Data in this exercise:
·····
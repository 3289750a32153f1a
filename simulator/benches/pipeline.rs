use confocal_sim::emission::particle_emission;
use confocal_sim::geometry::{Particle, SimulationBox};
use confocal_sim::psf::{GaussianPsf, TabulatedPsf};
use confocal_sim::simulation::{ParticlesSimulation, RunOptions};
use confocal_sim::storage::MemoryStorage;
use confocal_sim::timestamps::{synthesize_ticks, DitherTable};
use confocal_sim::trajectory::ParticleWalker;
use confocal_sim::SimulationParameters;
use criterion::{black_box, criterion_group, criterion_main, Criterion};
use ndarray::Array1;

fn make_box() -> SimulationBox {
    SimulationBox::new(-4e-6, 4e-6, -4e-6, 4e-6, -6e-6, 6e-6).unwrap()
}

fn bench_walker_advance(c: &mut Criterion) {
    let sim_box = make_box();
    let particle = Particle::new(1e-6, -1e-6, 2e-6);
    let sigma = (6.0f64 * 12e-12 * 0.5e-6).sqrt();

    let mut group = c.benchmark_group("walker_advance");
    for n in [1usize << 12, 1 << 16] {
        group.bench_function(format!("{n}_samples"), |b| {
            let mut walker = ParticleWalker::new(&particle, 0, sigma, 42);
            b.iter(|| walker.advance(black_box(n), &sim_box))
        });
    }
    group.finish();
}

fn bench_particle_emission(c: &mut Criterion) {
    let sim_box = make_box();
    let sigma = (6.0f64 * 12e-12 * 0.5e-6).sqrt();
    let mut walker = ParticleWalker::new(&Particle::at_origin(), 0, sigma, 1);
    let positions = walker.advance(1 << 16, &sim_box);

    let gauss = GaussianPsf::new(0.2e-6, 0.6e-6).unwrap();
    let radial: Vec<f64> = (0..200).map(|i| i as f64 * 0.02e-6).collect();
    let axial: Vec<f64> = (0..300).map(|i| i as f64 * 0.02e-6).collect();
    let tabulated = TabulatedPsf::sample(&gauss, radial, axial).unwrap();

    let mut group = c.benchmark_group("particle_emission");
    group.bench_function("gaussian_65536", |b| {
        b.iter(|| particle_emission(black_box(positions.view()), &gauss))
    });
    group.bench_function("tabulated_65536", |b| {
        b.iter(|| particle_emission(black_box(positions.view()), &tabulated))
    });
    group.finish();
}

fn bench_synthesize_ticks(c: &mut Criterion) {
    let counts: Array1<u8> = (0..1_000_000u32)
        .map(|i| match i % 97 {
            0 => 3,
            1..=5 => 1,
            _ => 0,
        })
        .collect();
    let table = DitherTable::decimal();

    c.bench_function("synthesize_ticks_1M_bins", |b| {
        b.iter(|| synthesize_ticks(black_box(counts.view()), &table))
    });
}

fn bench_full_run(c: &mut Criterion) {
    let params = SimulationParameters::new(12e-12, 0.5e-6, 0.02, 8).unwrap();
    let sim_box = make_box();

    c.bench_function("motion_emission_8p_40k_samples", |b| {
        b.iter(|| {
            let particles: Vec<Particle> = (0..8)
                .map(|i| Particle::new(i as f64 * 0.5e-6 - 2e-6, 0.0, 0.0))
                .collect();
            let mut sim = ParticlesSimulation::new(
                params,
                sim_box,
                particles,
                Box::new(GaussianPsf::new(0.2e-6, 0.6e-6).unwrap()),
                MemoryStorage::new(),
                RunOptions {
                    chunk_size: 1 << 13,
                    seed: 7,
                    ..Default::default()
                },
            )
            .unwrap();
            sim.simulate_motion_emission().unwrap();
            sim
        })
    });
}

criterion_group!(
    benches,
    bench_walker_advance,
    bench_particle_emission,
    bench_synthesize_ticks,
    bench_full_run,
);
criterion_main!(benches);
//! Brownian motion simulation of particles in a confocal volume
//!
//! This crate simulates point particles diffusing through a box around the
//! focal spot of a confocal microscope, the emission they produce while
//! crossing the point spread function, the Poisson photon counts a detector
//! would register, and the resulting photon timestamps. Long runs are
//! processed in chunks and stored through a pluggable storage backend, so the
//! memory footprint does not grow with the simulated duration.

pub mod algo;
pub mod emission;
pub mod errors;
pub mod geometry;
pub mod merge;
pub mod params;
pub mod photons;
pub mod psf;
pub mod record;
pub mod shared_args;
pub mod simulation;
pub mod storage;
pub mod timestamps;
pub mod trajectory;
pub mod worker;

// Re-exports for easier access
pub use emission::EmissionMode;
pub use errors::{SimulationError, StorageError};
pub use geometry::{gen_particles, Particle, SimulationBox};
pub use merge::{merge_da_ph_times, merge_particle_emission, merge_ph_times, merge_timestamps};
pub use params::{SimulationConfig, SimulationParameters, TrajectoryRetention};
pub use photons::PhotonConfig;
pub use psf::{ConstantPsf, GaussianPsf, Psf, TabulatedPsf};
pub use record::{find_record, SimulationRecord};
pub use simulation::{ParticlesSimulation, RunOptions};
pub use storage::{FileStorage, MemoryStorage, Storage};
pub use timestamps::{DitherTable, PhotonTimestamps};
pub use worker::{parallel_gen_timestamps, run_workers, WorkerRequest, WorkerResponse};
//! Hosted backend client.
//!
//! The product persists through a managed-Postgres service exposed over
//! an auto-generated REST layer. Everything the engine records there is
//! fire-and-forget: a failed write warns and the in-memory result the
//! user already sees stays untouched.

mod rest;

pub use rest::RestBackend;

use chrono::{DateTime, NaiveDate, Utc};
use serde::{Deserialize, Serialize};

use crate::error::BackendError;
use crate::stats::StudyStats;
use crate::storage::Config;

/// A recorded (mood, energy, suggestions) triple from the mood step.
#[derive(Debug, Clone, Serialize, Deserialize)]
pub struct SubjectSuggestionRecord {
    pub user_id: String,
    pub mood: String,
    pub energy_level: String,
    pub suggested_subjects: Vec<String>,
}

/// A study plan upload, keyed remotely on (user, plan date).
#[derive(Debug, Clone, Serialize, Deserialize)]
pub struct StudyPlanRecord {
    pub user_id: String,
    pub plan_date: NaiveDate,
    pub schedule: serde_json::Value,
}

/// An active-session row opened when focus tracking starts.
#[derive(Debug, Clone, Serialize, Deserialize)]
pub struct ActiveSessionRecord {
    pub user_id: String,
    pub subject: String,
    pub start_time: DateTime<Utc>,
    pub end_time: DateTime<Utc>,
}

/// The seam between the engine and the hosted backend.
///
/// Implementations are stateless between calls; callers treat every
/// method as best-effort and downgrade failures to warnings via
/// [`record_or_warn`].
pub trait StudyBackend: Send + Sync {
    /// Unique identifier (e.g. "rest", "null").
    fn name(&self) -> &str;

    /// Whether the backend has enough configuration to accept writes.
    fn is_configured(&self) -> bool;

    /// Record the mood-step outcome for later analysis.
    fn record_subject_suggestion(
        &self,
        record: &SubjectSuggestionRecord,
    ) -> Result<(), BackendError>;

    /// Insert or replace the plan for the record's plan date.
    fn upsert_study_plan(&self, record: &StudyPlanRecord) -> Result<(), BackendError>;

    /// Open an active-session row.
    fn start_session(&self, record: &ActiveSessionRecord) -> Result<(), BackendError>;

    /// Close any open active-session rows at `ended_at`.
    fn finish_session(&self, ended_at: DateTime<Utc>) -> Result<(), BackendError>;

    /// Add completed study minutes to the remote stats row.
    fn add_study_minutes(&self, minutes: u32, at: DateTime<Utc>) -> Result<(), BackendError>;

    /// Fetch the remote stats row, if one exists.
    fn fetch_stats(&self) -> Result<Option<StudyStats>, BackendError>;
}

/// No-op backend for offline use and tests.
pub struct NullBackend;

impl StudyBackend for NullBackend {
    fn name(&self) -> &str {
        "null"
    }

    fn is_configured(&self) -> bool {
        false
    }

    fn record_subject_suggestion(
        &self,
        _record: &SubjectSuggestionRecord,
    ) -> Result<(), BackendError> {
        Ok(())
    }

    fn upsert_study_plan(&self, _record: &StudyPlanRecord) -> Result<(), BackendError> {
        Ok(())
    }

    fn start_session(&self, _record: &ActiveSessionRecord) -> Result<(), BackendError> {
        Ok(())
    }

    fn finish_session(&self, _ended_at: DateTime<Utc>) -> Result<(), BackendError> {
        Ok(())
    }

    fn add_study_minutes(&self, _minutes: u32, _at: DateTime<Utc>) -> Result<(), BackendError> {
        Ok(())
    }

    fn fetch_stats(&self) -> Result<Option<StudyStats>, BackendError> {
        Ok(None)
    }
}

/// Build the backend selected by `config`: the REST client when enabled
/// and configured, the no-op backend otherwise.
pub fn backend_from_config(config: &Config) -> Box<dyn StudyBackend> {
    if !config.backend.enabled {
        return Box::new(NullBackend);
    }
    match RestBackend::new(&config.backend) {
        Ok(backend) => Box::new(backend),
        Err(e) => {
            eprintln!("Warning: backend disabled: {e}");
            Box::new(NullBackend)
        }
    }
}

/// Downgrade a recording failure to a warning.
pub fn record_or_warn(result: Result<(), BackendError>, what: &str) {
    if let Err(e) = result {
        eprintln!("Warning: failed to record {what}: {e}");
    }
}
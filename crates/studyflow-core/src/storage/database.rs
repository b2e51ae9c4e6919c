//! SQLite-based local storage for plans and sessions.
//!
//! Provides persistent storage for:
//! - Generated study plans (one row per plan date, upsert semantics)
//! - Completed focus sessions
//! - Key-value store for application state (e.g. the active session)

use chrono::{DateTime, NaiveDate, Utc};
use rusqlite::{params, Connection, OptionalExtension};
use serde::{Deserialize, Serialize};
use std::path::Path;

use super::data_dir;
use crate::error::DatabaseError;
use crate::planner::ScheduleBlock;
use crate::session::FocusSession;

/// A stored study plan.
#[derive(Debug, Clone, Serialize, Deserialize)]
pub struct PlanRecord {
    pub id: String,
    pub plan_date: NaiveDate,
    pub schedule: Vec<ScheduleBlock>,
    pub created_at: DateTime<Utc>,
    pub updated_at: DateTime<Utc>,
}

/// A completed focus session row.
#[derive(Debug, Clone, Serialize, Deserialize)]
pub struct SessionRecord {
    pub id: String,
    pub subject: String,
    pub started_at: DateTime<Utc>,
    pub ended_at: DateTime<Utc>,
    pub duration_min: i64,
}

/// SQLite database at `~/.config/studyflow/studyflow.db`.
pub struct Database {
    conn: Connection,
}

impl Database {
    /// Open the database in the data directory, creating the schema if
    /// needed.
    pub fn open() -> Result<Self, DatabaseError> {
        let path = data_dir()
            .map_err(|e| DatabaseError::QueryFailed(e.to_string()))?
            .join("studyflow.db");
        Self::open_at(&path)
    }

    /// Open a database at an explicit path.
    pub fn open_at(path: &Path) -> Result<Self, DatabaseError> {
        let conn = Connection::open(path).map_err(|source| DatabaseError::OpenFailed {
            path: path.to_path_buf(),
            source,
        })?;
        let db = Self { conn };
        db.migrate()?;
        Ok(db)
    }

    /// Open an in-memory database (for tests).
    pub fn open_memory() -> Result<Self, DatabaseError> {
        let conn = Connection::open_in_memory().map_err(DatabaseError::from)?;
        let db = Self { conn };
        db.migrate()?;
        Ok(db)
    }

    fn migrate(&self) -> Result<(), DatabaseError> {
        self.conn
            .execute_batch(
                "CREATE TABLE IF NOT EXISTS plans (
                    id         TEXT PRIMARY KEY,
                    plan_date  TEXT NOT NULL UNIQUE,
                    schedule   TEXT NOT NULL,
                    created_at TEXT NOT NULL,
                    updated_at TEXT NOT NULL
                );

                CREATE TABLE IF NOT EXISTS sessions (
                    id           TEXT PRIMARY KEY,
                    subject      TEXT NOT NULL,
                    started_at   TEXT NOT NULL,
                    ended_at     TEXT NOT NULL,
                    duration_min INTEGER NOT NULL
                );

                CREATE TABLE IF NOT EXISTS kv (
                    key   TEXT PRIMARY KEY,
                    value TEXT NOT NULL
                );

                CREATE INDEX IF NOT EXISTS idx_plans_plan_date ON plans(plan_date);
                CREATE INDEX IF NOT EXISTS idx_sessions_started_at ON sessions(started_at);",
            )
            .map_err(|e| DatabaseError::MigrationFailed(e.to_string()))
    }

    /// Insert or replace the plan for `plan_date`.
    ///
    /// Re-generating on the same date overwrites the stored schedule,
    /// mirroring the remote table's upsert keyed on plan date.
    pub fn upsert_plan(
        &self,
        plan_date: NaiveDate,
        schedule: &[ScheduleBlock],
        now: DateTime<Utc>,
    ) -> Result<(), DatabaseError> {
        let schedule_json = serde_json::to_string(schedule)
            .map_err(|e| DatabaseError::QueryFailed(format!("encode schedule: {e}")))?;
        self.conn.execute(
            "INSERT INTO plans (id, plan_date, schedule, created_at, updated_at)
             VALUES (?1, ?2, ?3, ?4, ?4)
             ON CONFLICT(plan_date) DO UPDATE SET
                 schedule = excluded.schedule,
                 updated_at = excluded.updated_at",
            params![
                uuid::Uuid::new_v4().to_string(),
                plan_date.to_string(),
                schedule_json,
                now.to_rfc3339(),
            ],
        )?;
        Ok(())
    }

    /// Most recently dated plan, if any.
    pub fn latest_plan(&self) -> Result<Option<PlanRecord>, DatabaseError> {
        self.conn
            .query_row(
                "SELECT id, plan_date, schedule, created_at, updated_at
                 FROM plans ORDER BY plan_date DESC LIMIT 1",
                [],
                Self::plan_from_row,
            )
            .optional()
            .map_err(DatabaseError::from)
    }

    /// Plan stored for a specific date, if any.
    pub fn plan_for_date(&self, plan_date: NaiveDate) -> Result<Option<PlanRecord>, DatabaseError> {
        self.conn
            .query_row(
                "SELECT id, plan_date, schedule, created_at, updated_at
                 FROM plans WHERE plan_date = ?1",
                params![plan_date.to_string()],
                Self::plan_from_row,
            )
            .optional()
            .map_err(DatabaseError::from)
    }

    fn plan_from_row(row: &rusqlite::Row<'_>) -> rusqlite::Result<PlanRecord> {
        let schedule_json: String = row.get(2)?;
        let schedule = serde_json::from_str(&schedule_json).unwrap_or_default();
        Ok(PlanRecord {
            id: row.get(0)?,
            plan_date: row
                .get::<_, String>(1)?
                .parse()
                .unwrap_or_else(|_| NaiveDate::from_ymd_opt(1970, 1, 1).unwrap()),
            schedule,
            created_at: parse_ts(&row.get::<_, String>(3)?),
            updated_at: parse_ts(&row.get::<_, String>(4)?),
        })
    }

    /// Record a completed focus session.
    ///
    /// Active sessions (no end time) are rejected.
    pub fn record_session(&self, session: &FocusSession) -> Result<(), DatabaseError> {
        let ended_at = session.ended_at.ok_or_else(|| {
            DatabaseError::QueryFailed("cannot record a session that is still active".to_string())
        })?;
        let duration_min = session.duration_minutes().unwrap_or(0);
        self.conn.execute(
            "INSERT INTO sessions (id, subject, started_at, ended_at, duration_min)
             VALUES (?1, ?2, ?3, ?4, ?5)",
            params![
                session.id,
                session.subject,
                session.started_at.to_rfc3339(),
                ended_at.to_rfc3339(),
                duration_min,
            ],
        )?;
        Ok(())
    }

    /// All completed sessions, newest first.
    pub fn sessions(&self) -> Result<Vec<SessionRecord>, DatabaseError> {
        let mut stmt = self.conn.prepare(
            "SELECT id, subject, started_at, ended_at, duration_min
             FROM sessions ORDER BY started_at DESC",
        )?;
        let rows = stmt.query_map([], |row| {
            Ok(SessionRecord {
                id: row.get(0)?,
                subject: row.get(1)?,
                started_at: parse_ts(&row.get::<_, String>(2)?),
                ended_at: parse_ts(&row.get::<_, String>(3)?),
                duration_min: row.get(4)?,
            })
        })?;
        let mut records = Vec::new();
        for row in rows {
            records.push(row?);
        }
        Ok(records)
    }

    /// Distinct calendar days (by start time) with at least one completed
    /// session.
    pub fn session_days(&self) -> Result<Vec<NaiveDate>, DatabaseError> {
        let mut stmt = self
            .conn
            .prepare("SELECT DISTINCT substr(started_at, 1, 10) FROM sessions")?;
        let rows = stmt.query_map([], |row| row.get::<_, String>(0))?;
        let mut days = Vec::new();
        for row in rows {
            if let Ok(day) = row?.parse() {
                days.push(day);
            }
        }
        Ok(days)
    }

    /// Total completed study minutes.
    pub fn total_minutes(&self) -> Result<u64, DatabaseError> {
        self.conn
            .query_row(
                "SELECT COALESCE(SUM(duration_min), 0) FROM sessions",
                [],
                |row| row.get::<_, u64>(0),
            )
            .map_err(DatabaseError::from)
    }

    /// Number of completed sessions.
    pub fn session_count(&self) -> Result<u64, DatabaseError> {
        self.conn
            .query_row("SELECT COUNT(*) FROM sessions", [], |row| {
                row.get::<_, u64>(0)
            })
            .map_err(DatabaseError::from)
    }

    pub fn kv_get(&self, key: &str) -> Result<Option<String>, DatabaseError> {
        self.conn
            .query_row(
                "SELECT value FROM kv WHERE key = ?1",
                params![key],
                |row| row.get(0),
            )
            .optional()
            .map_err(DatabaseError::from)
    }

    pub fn kv_set(&self, key: &str, value: &str) -> Result<(), DatabaseError> {
        self.conn.execute(
            "INSERT INTO kv (key, value) VALUES (?1, ?2)
             ON CONFLICT(key) DO UPDATE SET value = excluded.value",
            params![key, value],
        )?;
        Ok(())
    }

    pub fn kv_delete(&self, key: &str) -> Result<(), DatabaseError> {
        self.conn
            .execute("DELETE FROM kv WHERE key = ?1", params![key])?;
        Ok(())
    }
}

fn parse_ts(raw: &str) -> DateTime<Utc> {
    DateTime::parse_from_rfc3339(raw)
        .map(|dt| dt.with_timezone(&Utc))
        .unwrap_or_else(|_| DateTime::<Utc>::UNIX_EPOCH)
}
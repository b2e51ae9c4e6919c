//! TOML-based application configuration.
//!
//! Stores user preferences including:
//! - Planner defaults (start hour, break length)
//! - Hosted backend connection settings
//!
//! Configuration is stored at `~/.config/studyflow/config.toml`.

use serde::{Deserialize, Serialize};
use std::path::PathBuf;

use super::data_dir;
use crate::error::ConfigError;
use crate::planner::GeneratorConfig;

/// Planner-specific configuration.
#[derive(Debug, Clone, Serialize, Deserialize)]
pub struct PlannerSettings {
    /// Hour the first study block is labeled with.
    #[serde(default = "default_start_hour")]
    pub start_hour: u32,
    /// Break block length in minutes.
    #[serde(default = "default_break_minutes")]
    pub break_minutes: u32,
}

/// Hosted backend connection configuration.
#[derive(Debug, Clone, Serialize, Deserialize)]
pub struct BackendConfig {
    /// Whether plans, suggestions, and sessions are mirrored remotely.
    #[serde(default)]
    pub enabled: bool,
    /// Backend project base URL.
    #[serde(default)]
    pub base_url: String,
    /// API key, sent as both `apikey` and bearer token.
    #[serde(default)]
    pub api_key: String,
    /// User row identifier for all records.
    #[serde(default)]
    pub user_id: String,
}

/// Application configuration.
///
/// Serialized to/from TOML at `~/.config/studyflow/config.toml`.
#[derive(Debug, Clone, Serialize, Deserialize)]
pub struct Config {
    #[serde(default)]
    pub planner: PlannerSettings,
    #[serde(default)]
    pub backend: BackendConfig,
}

fn default_start_hour() -> u32 {
    9
}
fn default_break_minutes() -> u32 {
    10
}

impl Default for PlannerSettings {
    fn default() -> Self {
        Self {
            start_hour: default_start_hour(),
            break_minutes: default_break_minutes(),
        }
    }
}

impl Default for BackendConfig {
    fn default() -> Self {
        Self {
            enabled: false,
            base_url: String::new(),
            api_key: String::new(),
            user_id: String::new(),
        }
    }
}

impl Default for Config {
    fn default() -> Self {
        Self {
            planner: PlannerSettings::default(),
            backend: BackendConfig::default(),
        }
    }
}

impl Config {
    /// Path of the configuration file.
    pub fn path() -> Result<PathBuf, std::io::Error> {
        Ok(data_dir()?.join("config.toml"))
    }

    /// Load the configuration, falling back to defaults when the file is
    /// missing or unreadable.
    pub fn load_or_default() -> Self {
        Self::load().unwrap_or_default()
    }

    /// Load the configuration from disk.
    pub fn load() -> Result<Self, ConfigError> {
        let path = Self::path().map_err(|e| ConfigError::LoadFailed {
            path: PathBuf::from("~/.config/studyflow/config.toml"),
            message: e.to_string(),
        })?;
        let raw = std::fs::read_to_string(&path).map_err(|e| ConfigError::LoadFailed {
            path: path.clone(),
            message: e.to_string(),
        })?;
        toml::from_str(&raw).map_err(|e| ConfigError::ParseFailed(e.to_string()))
    }

    /// Save the configuration to disk.
    pub fn save(&self) -> Result<(), ConfigError> {
        let path = Self::path().map_err(|e| ConfigError::SaveFailed {
            path: PathBuf::from("~/.config/studyflow/config.toml"),
            message: e.to_string(),
        })?;
        let raw = toml::to_string_pretty(self).map_err(|e| ConfigError::SaveFailed {
            path: path.clone(),
            message: e.to_string(),
        })?;
        std::fs::write(&path, raw).map_err(|e| ConfigError::SaveFailed {
            path,
            message: e.to_string(),
        })
    }

    /// Generator configuration derived from the planner section.
    pub fn generator_config(&self) -> GeneratorConfig {
        GeneratorConfig {
            start_hour: self.planner.start_hour,
            break_minutes: self.planner.break_minutes,
            ..GeneratorConfig::default()
        }
    }

    /// Read a value by dotted path, e.g. `planner.start_hour`.
    pub fn get(&self, key: &str) -> Result<serde_json::Value, ConfigError> {
        let root = serde_json::to_value(self).map_err(|e| ConfigError::ParseFailed(e.to_string()))?;
        Self::value_by_path(&root, key)
            .cloned()
            .ok_or_else(|| ConfigError::UnknownKey(key.to_string()))
    }

    /// Set a value by dotted path from its string form. The new value
    /// must match the type of the existing one.
    pub fn set(&mut self, key: &str, value: &str) -> Result<(), ConfigError> {
        let mut root =
            serde_json::to_value(&*self).map_err(|e| ConfigError::ParseFailed(e.to_string()))?;
        Self::set_by_path(&mut root, key, value)?;
        *self = serde_json::from_value(root).map_err(|e| ConfigError::InvalidValue {
            key: key.to_string(),
            message: e.to_string(),
        })?;
        Ok(())
    }

    fn value_by_path<'a>(root: &'a serde_json::Value, key: &str) -> Option<&'a serde_json::Value> {
        if key.is_empty() {
            return None;
        }

        let mut current = root;
        for part in key.split('.') {
            current = current.get(part)?;
        }
        Some(current)
    }

    fn set_by_path(
        root: &mut serde_json::Value,
        key: &str,
        value: &str,
    ) -> Result<(), ConfigError> {
        let parts: Vec<&str> = key.split('.').collect();
        let (leaf, intermediates) = match parts.split_last() {
            Some(split) => split,
            None => return Err(ConfigError::UnknownKey(key.to_string())),
        };

        let mut current = root;
        for part in intermediates {
            let obj = current
                .as_object_mut()
                .ok_or_else(|| ConfigError::UnknownKey(key.to_string()))?;
            current = obj
                .get_mut(*part)
                .ok_or_else(|| ConfigError::UnknownKey(key.to_string()))?;
        }

        let obj = current
            .as_object_mut()
            .ok_or_else(|| ConfigError::UnknownKey(key.to_string()))?;
        let existing = obj
            .get(*leaf)
            .ok_or_else(|| ConfigError::UnknownKey(key.to_string()))?;

        let new_value = match existing {
            serde_json::Value::Bool(_) => serde_json::Value::Bool(
                value.parse::<bool>().map_err(|e| ConfigError::InvalidValue {
                    key: key.to_string(),
                    message: e.to_string(),
                })?,
            ),
            serde_json::Value::Number(_) => {
                let n = value.parse::<u64>().map_err(|e| ConfigError::InvalidValue {
                    key: key.to_string(),
                    message: e.to_string(),
                })?;
                serde_json::Value::Number(n.into())
            }
            serde_json::Value::String(_) => serde_json::Value::String(value.to_string()),
            _ => {
                return Err(ConfigError::InvalidValue {
                    key: key.to_string(),
                    message: "only scalar values can be set".to_string(),
                })
            }
        };
        obj.insert(leaf.to_string(), new_value);
        Ok(())
    }
}

#[cfg(test)]
mod tests {
    use super::*;

    #[test]
    fn defaults_match_shipped_planner() {
        let config = Config::default();
        assert_eq!(config.planner.start_hour, 9);
        assert_eq!(config.planner.break_minutes, 10);
        assert!(!config.backend.enabled);
    }

    #[test]
    fn empty_toml_fills_defaults() {
        let config: Config = toml::from_str("").unwrap();
        assert_eq!(config.planner.start_hour, 9);
        assert_eq!(config.planner.break_minutes, 10);
    }

    #[test]
    fn toml_round_trip() {
        let mut config = Config::default();
        config.backend.enabled = true;
        config.backend.base_url = "https://example.supabase.co".to_string();
        config.planner.start_hour = 8;

        let raw = toml::to_string_pretty(&config).unwrap();
        let decoded: Config = toml::from_str(&raw).unwrap();
        assert_eq!(decoded.planner.start_hour, 8);
        assert!(decoded.backend.enabled);
        assert_eq!(decoded.backend.base_url, "https://example.supabase.co");
    }

    #[test]
    fn get_by_dotted_path() {
        let config = Config::default();
        assert_eq!(config.get("planner.start_hour").unwrap(), 9);
        assert_eq!(config.get("backend.enabled").unwrap(), false);
        assert!(config.get("planner.missing").is_err());
        assert!(config.get("").is_err());
    }

    #[test]
    fn set_by_dotted_path_keeps_types() {
        let mut config = Config::default();
        config.set("planner.start_hour", "8").unwrap();
        assert_eq!(config.planner.start_hour, 8);

        config.set("backend.enabled", "true").unwrap();
        assert!(config.backend.enabled);

        config.set("backend.base_url", "https://x.test").unwrap();
        assert_eq!(config.backend.base_url, "https://x.test");

        assert!(config.set("planner.start_hour", "nine").is_err());
        assert!(config.set("planner.unknown", "1").is_err());
    }

    #[test]
    fn generator_config_uses_planner_section() {
        let mut config = Config::default();
        config.planner.start_hour = 7;
        let generator = config.generator_config();
        assert_eq!(generator.start_hour, 7);
        assert_eq!(generator.break_minutes, 10);
        assert_eq!(generator.break_recommendations.len(), 3);
    }
}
·····
Directions: In the records above, find the lines holding "struct". Copy each one.

The completed task:
pub struct SubjectSuggestionRecord {
pub struct StudyPlanRecord {
pub struct ActiveSessionRecord {
pub struct NullBackend;
pub struct PlanRecord {
pub struct SessionRecord {
pub struct Database {
pub struct PlannerSettings {
pub struct BackendConfig {
pub struct Config {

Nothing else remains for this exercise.